For the word "sent", search the records and show each line in which it occurs.

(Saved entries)
⟨
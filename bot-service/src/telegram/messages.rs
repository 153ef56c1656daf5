use shared::config::EngineConfig;
use shared::types::Submission;

use crate::engine::{PromptStep, Reason};

pub fn welcome() -> String {
    "💘 Greeting Card Bot 💘\n\n\
    Send an anonymous greeting card to a friend!\n\n\
    ✨ How it works:\n\
    1. You write a message\n\
    2. You tell us who it's for\n\
    3. We deliver the card\n\
    4. The recipient smiles!\n\n\
    Everything is anonymous — your name stays secret."
        .to_string()
}

pub fn help() -> &'static str {
    "Use the menu buttons below, or send /help."
}

pub fn rules(config: &EngineConfig) -> String {
    format!(
        "📋 Rules\n\n\
        • Up to {} cards per person\n\
        • Alias up to {} characters, recipient name up to {}, text up to {}\n\
        • Leave at least {} second(s) between actions\n\
        • No insults: cards are reviewed before delivery\n\
        • /cancel drops the card you are writing",
        config.submission_quota,
        config.limits.sender_alias_max,
        config.limits.recipient_name_max,
        config.limits.body_max,
        config.cooldown.as_secs(),
    )
}

pub fn prompt(step: PromptStep, config: &EngineConfig) -> String {
    match step {
        PromptStep::SenderAlias => format!(
            "✏️ Step 1 of 4: What name should the card show instead of yours?\n\n\
            📝 Examples:\n\
            • \"Your secret admirer\"\n\
            • \"An anonymous friend\"\n\
            • \"Someone from your class\"\n\n\
            ℹ️ The recipient sees this name, never your real one. \
            Up to {} characters.",
            config.limits.sender_alias_max
        ),
        PromptStep::RecipientHandle => "✏️ Step 2 of 4: Send the recipient's @username.\n\n\
            📝 Example: @username, or just username\n\n\
            ℹ️ If you don't know it, reply \"don't know\" and we'll move on."
            .to_string(),
        PromptStep::RecipientName => format!(
            "✏️ Step 3 of 4: Send the recipient's full name.\n\n\
            📝 Examples:\n\
            • \"Alice Smith\"\n\
            • \"Alice\" (if you don't know the last name)\n\n\
            ℹ️ This is what we use to deliver the card. Up to {} characters.",
            config.limits.recipient_name_max
        ),
        PromptStep::Body => format!(
            "✏️ Step 4 of 4: Write the card text.\n\n\
            📝 Example:\n\
            \"Hi! Just wanted to say you're a wonderful person. Good luck with your exams!\"\n\n\
            ⚠️ Limits:\n\
            - At most {} characters\n\
            - No insults",
            config.limits.body_max
        ),
    }
}

pub fn rejection(reason: Reason, config: &EngineConfig) -> String {
    match reason {
        Reason::TooFast => format!(
            "⏳ Slow down a little. Leave at least {} second(s) between actions.",
            config.cooldown.as_secs()
        ),
        Reason::TooLong { max } => format!(
            "❌ That's too long (maximum {} characters). Please shorten it and try again.",
            max
        ),
        Reason::QuotaExceeded => format!(
            "❌ You've already sent the maximum number of cards ({}).",
            config.submission_quota
        ),
    }
}

pub fn success(submission: &Submission, remaining: u32, quota_limit: u32) -> String {
    format!(
        "🎉 Card sent!\n\n\
        Your name in the card: {}\n\
        Recipient: {}\n\
        Recipient handle: {}\n\n\
        📜 Text:\n{}\n\n\
        💌 The card will be delivered shortly.\n\
        🔄 Cards left: {}/{}",
        submission.sender_alias,
        submission.recipient_name,
        submission.recipient_handle,
        submission.body,
        remaining,
        quota_limit,
    )
}

pub fn delivery_failed() -> &'static str {
    "❌ Couldn't send your card. Please try again later."
}

pub fn cancelled() -> &'static str {
    "❌ Card cancelled. Your draft was discarded."
}

pub fn text_only() -> &'static str {
    "❌ Please send text, not other content."
}

#[cfg(test)]
mod tests {
    use super::*;
    use shared::config::FieldLimits;
    use shared::types::{RecipientHandle, SenderHandle};
    use std::time::Duration;

    fn test_config() -> EngineConfig {
        EngineConfig {
            cooldown: Duration::from_secs(1),
            submission_quota: 2,
            limits: FieldLimits::default(),
        }
    }

    #[test]
    fn test_rejection_copy_quotes_configured_cooldown() {
        let mut config = test_config();
        config.cooldown = Duration::from_secs(10);

        let text = rejection(Reason::TooFast, &config);
        assert!(text.contains("10 second(s)"));
    }

    #[test]
    fn test_rejection_too_long_quotes_limit() {
        let text = rejection(Reason::TooLong { max: 500 }, &test_config());
        assert!(text.contains("500"));
    }

    #[test]
    fn test_prompts_mention_step_numbers() {
        let config = test_config();
        assert!(prompt(PromptStep::SenderAlias, &config).contains("Step 1 of 4"));
        assert!(prompt(PromptStep::RecipientHandle, &config).contains("Step 2 of 4"));
        assert!(prompt(PromptStep::RecipientName, &config).contains("Step 3 of 4"));
        assert!(prompt(PromptStep::Body, &config).contains("Step 4 of 4"));
    }

    #[test]
    fn test_success_summary() {
        let submission = Submission {
            sender_alias: "Secret Admirer".to_string(),
            sender_handle: SenderHandle::Missing,
            recipient_handle: RecipientHandle::Handle("alice".to_string()),
            recipient_name: "Alice Smith".to_string(),
            body: "You're great!".to_string(),
            sequence_number: 1,
        };

        let text = success(&submission, 1, 2);
        assert!(text.contains("Secret Admirer"));
        assert!(text.contains("Alice Smith"));
        assert!(text.contains("@alice"));
        assert!(text.contains("1/2"));
    }
}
⟩
## Output below
            "❌ You've already sent the maximum number of cards ({}).",
        "🎉 Card sent!\n\n\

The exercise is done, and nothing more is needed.